I believe the assignment of error contending the evidence is insufficient to support of the verdict is well-taken. The State’s case against plaintiff in error Perry is based solely upon the presumption of control over his apartment where the contraband substance was found. It is true that the evidence established the apartment was rented in Perry’s name and that a relatively small portion of the marijuana was found under the bed of Perry. It is also true that in the absence of countervailing evidence this would be sufficient to charge defendant with control and possession of the substance. However, defendant countered this presumption with evidence which showed that his roommate, and not he, had the control and possession of the substance. Supporting this contention is not only the defendant’s testimony, but that of the roommate who completely exonerated defendant, and the roommate’s banker who substantiated the withdrawal of the money from the roommate’s bank account which was for the purpose of purchasing the marijuana.

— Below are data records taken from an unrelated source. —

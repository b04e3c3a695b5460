//! Windowed app builder and runner.

use crate::animator::FieldAnimator;
use crate::config::FieldConfig;
use crate::error::{AppError, TextureError};
use crate::gpu::GpuState;
use crate::input::FieldInput;
use crate::particle::Bounds;
use crate::render::DrawList;
use crate::spawn::SpawnContext;
use crate::textures::{FilterMode, LogoImage};
use crate::time::Clock;
use std::path::PathBuf;
use std::sync::Arc;
use std::time::Duration;
use winit::{
    application::ApplicationHandler,
    event::WindowEvent,
    event_loop::{ActiveEventLoop, ControlFlow, EventLoop, EventLoopProxy},
    window::{Window, WindowId},
};

/// Smooth-scroll step interval while nothing is being rendered.
const IDLE_SCROLL_FRAME: Duration = Duration::from_millis(16);

/// Events delivered to the app from outside the window.
#[derive(Debug)]
enum AppEvent {
    ImageLoaded(LogoImage),
    ImageFailed(TextureError),
}

/// A windowed logo field builder.
///
/// Use method chaining to configure, then call `.run()` to start.
///
/// ```ignore
/// LogoFieldApp::new()
///     .with_image("assets/logo.png")
///     .with_config(FieldConfig::default().with_max_logos(30))
///     .with_page_height(4.0)
///     .run()?;
/// ```
pub struct LogoFieldApp {
    image: PathBuf,
    filter: FilterMode,
    config: FieldConfig,
    window_size: (u32, u32),
    page_height: f32,
    scroll_indicator: bool,
    seed: Option<u64>,
    title: String,
}

impl LogoFieldApp {
    /// Create an app with default settings, drawing `logo.jpeg`.
    pub fn new() -> Self {
        Self {
            image: PathBuf::from("logo.jpeg"),
            filter: FilterMode::Linear,
            config: FieldConfig::default(),
            window_size: (1280, 720),
            page_height: 3.0,
            scroll_indicator: true,
            seed: None,
            title: "Logo Field".to_string(),
        }
    }

    /// Load the logo from an image file, in the background.
    pub fn with_image(mut self, path: impl Into<PathBuf>) -> Self {
        self.image = path.into();
        self
    }

    /// Set how the logo is sampled when scaled.
    pub fn with_filter(mut self, filter: FilterMode) -> Self {
        self.filter = filter;
        self
    }

    /// Replace the whole field configuration.
    pub fn with_config(mut self, config: FieldConfig) -> Self {
        self.config = config;
        self
    }

    /// Set the initial window size in logical pixels.
    pub fn with_window_size(mut self, width: u32, height: u32) -> Self {
        self.window_size = (width, height);
        self
    }

    /// Set the virtual page height, in viewport heights.
    pub fn with_page_height(mut self, viewports: f32) -> Self {
        self.page_height = viewports;
        self
    }

    /// Enable or disable the `Enter` scroll indicator.
    pub fn with_scroll_indicator(mut self, enabled: bool) -> Self {
        self.scroll_indicator = enabled;
        self
    }

    /// Seed the random source for reproducible runs.
    pub fn with_seed(mut self, seed: u64) -> Self {
        self.seed = Some(seed);
        self
    }

    pub fn with_title(mut self, title: impl Into<String>) -> Self {
        self.title = title.into();
        self
    }

    /// Run the app. This blocks until the window is closed.
    pub fn run(self) -> Result<(), AppError> {
        let event_loop = EventLoop::<AppEvent>::with_user_event().build()?;
        event_loop.set_control_flow(ControlFlow::Wait);

        load_image(self.image.clone(), self.filter, event_loop.create_proxy());

        let mut app = App::new(self);
        event_loop.run_app(&mut app)?;

        match app.error.take() {
            Some(err) => Err(err),
            None => Ok(()),
        }
    }
}

impl Default for LogoFieldApp {
    fn default() -> Self {
        Self::new()
    }
}

/// Decode the logo off the event loop thread and report back through `proxy`.
fn load_image(path: PathBuf, filter: FilterMode, proxy: EventLoopProxy<AppEvent>) {
    let spawned = std::thread::Builder::new()
        .name("logo-loader".to_string())
        .spawn({
            let proxy = proxy.clone();
            move || {
                let event = match LogoImage::from_file(&path) {
                    Ok(image) => {
                        log::info!(
                            "loaded logo {} ({}x{})",
                            path.display(),
                            image.width,
                            image.height
                        );
                        AppEvent::ImageLoaded(image.with_filter(filter))
                    }
                    Err(err) => AppEvent::ImageFailed(err),
                };
                send(&proxy, event);
            }
        });

    if let Err(err) = spawned {
        send(&proxy, AppEvent::ImageFailed(TextureError::Io(err)));
    }
}

fn send(proxy: &EventLoopProxy<AppEvent>, event: AppEvent) {
    if proxy.send_event(event).is_err() {
        log::debug!("event loop closed before the logo image resolved");
    }
}

struct App {
    title: String,
    window_size: (u32, u32),
    window: Option<Arc<Window>>,
    gpu_state: Option<GpuState>,
    /// Decoded logo waiting for the window to exist.
    pending_image: Option<LogoImage>,
    animator: FieldAnimator,
    input: FieldInput,
    clock: Clock,
    draw_list: DrawList,
    error: Option<AppError>,
}

impl App {
    fn new(builder: LogoFieldApp) -> Self {
        let (width, height) = builder.window_size;
        let bounds = Bounds::new(width as f32, height as f32);
        let spawn = match builder.seed {
            Some(seed) => SpawnContext::seeded(seed),
            None => SpawnContext::new(),
        };

        Self {
            title: builder.title,
            window_size: builder.window_size,
            window: None,
            gpu_state: None,
            pending_image: None,
            animator: FieldAnimator::with_spawn(builder.config, bounds, spawn),
            input: FieldInput::new(
                bounds.width,
                bounds.height,
                builder.page_height,
                builder.scroll_indicator,
            ),
            clock: Clock::new(),
            draw_list: DrawList::new(),
            error: None,
        }
    }

    fn fail(&mut self, event_loop: &ActiveEventLoop, err: AppError) {
        log::error!("{}", err);
        self.error = Some(err);
        event_loop.exit();
    }

    /// Feed queued input to the animator.
    fn dispatch(&mut self, now: Duration) {
        for event in self.input.drain() {
            self.animator.handle(event, now);
        }
    }

    /// Bring up the renderer once both the window and the logo exist.
    fn try_start(&mut self, event_loop: &ActiveEventLoop) {
        let Some(window) = self.window.clone() else {
            return;
        };
        let Some(image) = self.pending_image.take() else {
            return;
        };

        // The instance buffer grows on demand past this
        let capacity = self.animator.field().config().pointer_cap().min(1024);
        match pollster::block_on(GpuState::new(window.clone(), &image, capacity)) {
            Ok(gpu_state) => {
                self.gpu_state = Some(gpu_state);
                self.animator.image_loaded();
                window.request_redraw();
            }
            Err(err) => self.fail(event_loop, err.into()),
        }
    }

    fn redraw(&mut self, event_loop: &ActiveEventLoop) {
        let now = self.clock.now();
        self.input.step();
        self.dispatch(now);
        self.animator.advance(now);
        self.animator.frame(&mut self.draw_list);

        if let Some(gpu_state) = &mut self.gpu_state {
            match gpu_state.render(self.draw_list.sprites()) {
                Ok(_) => {}
                Err(wgpu::SurfaceError::Lost | wgpu::SurfaceError::Outdated) => {
                    gpu_state.reconfigure();
                }
                Err(wgpu::SurfaceError::OutOfMemory) => {
                    log::error!("GPU out of memory, closing");
                    event_loop.exit();
                    return;
                }
                Err(e) => log::warn!("render error: {:?}", e),
            }
        }

        if let Some(window) = &self.window {
            if self.clock.tick() {
                let fps = self.clock.fps();
                log::trace!("frame {}: {:.1} FPS", self.clock.frame(), fps);
                window.set_title(&format!("{} - {:.0} FPS", self.title, fps));
            }
            if self.animator.is_running() {
                window.request_redraw();
            }
        }
    }
}

impl ApplicationHandler<AppEvent> for App {
    fn resumed(&mut self, event_loop: &ActiveEventLoop) {
        if self.window.is_some() {
            return;
        }

        let (width, height) = self.window_size;
        let window_attrs = Window::default_attributes()
            .with_title(self.title.clone())
            .with_inner_size(winit::dpi::LogicalSize::new(width, height));

        let window = match event_loop.create_window(window_attrs) {
            Ok(window) => Arc::new(window),
            Err(err) => return self.fail(event_loop, err.into()),
        };

        let size = window.inner_size();
        log::info!("window created at {}x{}", size.width, size.height);
        self.input.resize(size.width as f32, size.height as f32);
        self.dispatch(self.clock.now());

        self.window = Some(window);
        self.try_start(event_loop);
    }

    fn user_event(&mut self, event_loop: &ActiveEventLoop, event: AppEvent) {
        match event {
            AppEvent::ImageLoaded(image) => {
                self.pending_image = Some(image);
                self.try_start(event_loop);
            }
            AppEvent::ImageFailed(err) => {
                log::warn!("logo image failed to load: {}", err);
                self.animator.image_failed();
            }
        }
    }

    fn window_event(&mut self, event_loop: &ActiveEventLoop, _id: WindowId, event: WindowEvent) {
        match event {
            WindowEvent::CloseRequested => {
                event_loop.exit();
            }
            WindowEvent::RedrawRequested => self.redraw(event_loop),
            other => {
                if let WindowEvent::Resized(physical_size) = other {
                    if let Some(gpu_state) = &mut self.gpu_state {
                        gpu_state.resize(physical_size);
                    }
                }
                self.input.handle_event(&other);
                self.dispatch(self.clock.now());
            }
        }
    }

    fn about_to_wait(&mut self, event_loop: &ActiveEventLoop) {
        let now = self.clock.now();

        // Redraws step the smooth scroll once the loop runs; until then it is
        // stepped here at roughly frame rate
        let idle_scroll = !self.animator.is_running() && self.input.is_smooth_scrolling();
        if idle_scroll {
            self.input.step();
            self.dispatch(now);
        }
        self.animator.advance(now);

        // Timers keep running before the render loop starts, so wake for them
        let mut wake = self.animator.next_deadline();
        if idle_scroll && self.input.is_smooth_scrolling() {
            let frame = now + IDLE_SCROLL_FRAME;
            wake = Some(wake.map_or(frame, |deadline| deadline.min(frame)));
        }
        let flow = match wake {
            Some(deadline) => ControlFlow::WaitUntil(self.clock.instant_at(deadline)),
            None => ControlFlow::Wait,
        };
        event_loop.set_control_flow(flow);
    }
}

This situation should be similar to that found in Morelock v. State, 187 Tenn. 478, 216 S.W.2d 5, where a conviction for receiving stolen property based solely upon a possession of recently stolen property could not be affirmed where the possession was not shown to be personal, exclusive, and unexplained. Here the presumption was neither personal, exclusive, nor unexplained.

In Shelton v. State, 190 Tenn. 518, 230 S.W.2d 986, a conviction for possession of intoxicating liquor was based on a presumption. The Supreme Court there held:

“The presumption that the defendant, as husband and head of the family, is the possessor and owner of any whiskey found on the premises of the marital dwelling, Crocker v. State, 148 Tenn. 106, 251 S.W. 914, is a presumption of law merely, and is effective as proof only so long as there is an entire lack of evidence. In the present case, the testimony of the officers that the wife was in possession and exercised dominion over the whiskey by attempting to destroy it, rebuts in its entirety, the presumption of law. Kelley, v. State, 184 Tenn. 143, 147, 197 S.W.2d 545. In the face of the positive evidence of the officers, the presumption of law has no probative force to support the conviction.”

While it was not officers who supported the evidence offered by the defendant in this case, the officers’ testimony did no more than place the marijuana in the apartment jointly occupied by defendant and his roommate. While the jury sees and hears the witnesses and is to be the judge of the credibility of them, where, as here, there is no conflict in testimony to be resolved, the jury is not privileged to disregard the evidence offered by defendant and his witnesses, for every witness is presumed to tell the truth.

“As to presumptions, it is settled law that while they may be indulged in criminal cases, this cannot be done to deprive the defendant of the presumption of innocence as was done in this case.
“In Marie v. State, 204 Tenn. 197, 319 S.W.2d 86, presumptions are discussed, and it is said that a presumption is a substitute for evidence which, in the absence of direct evidence conflicting, requires as a matter of law that a certain fact conclusion be accepted or proved by the jury. In this case, Underhill’s Criminal Evidence, 5th Ed., is quoted with approval as saying:
‘So, though the decisions are not harmonious, the better and more reasonable view is that the law will not countenance any presumption, which by overcoming the presumption of innocence will cast the burden of proving his innocence upon the defendant.’ Section 43, p. 66.
*753“In the case of Persons v. State> 90 Tenn. 291, 16 S.W. 726, this Court said:
‘It is contended the rules of evidence are the same in civil and criminal cases. Such is the general rule, but it does not follow, that because the rule is the same, that presumptions applicable in one are always applicable in the other, for an antagonistic presumption may exist, and does, in criminal cases; that is, the innocence of the defendant. That presumption of innocence does not allow the presumption of any fact against it.’ 90 Tenn. 295, 16 S.W. 727.
“This case was decided in 1891, but it is still the law in Tennessee today.” Liming v. State, 220 Tenn. 371, 417 S.W.2d 769.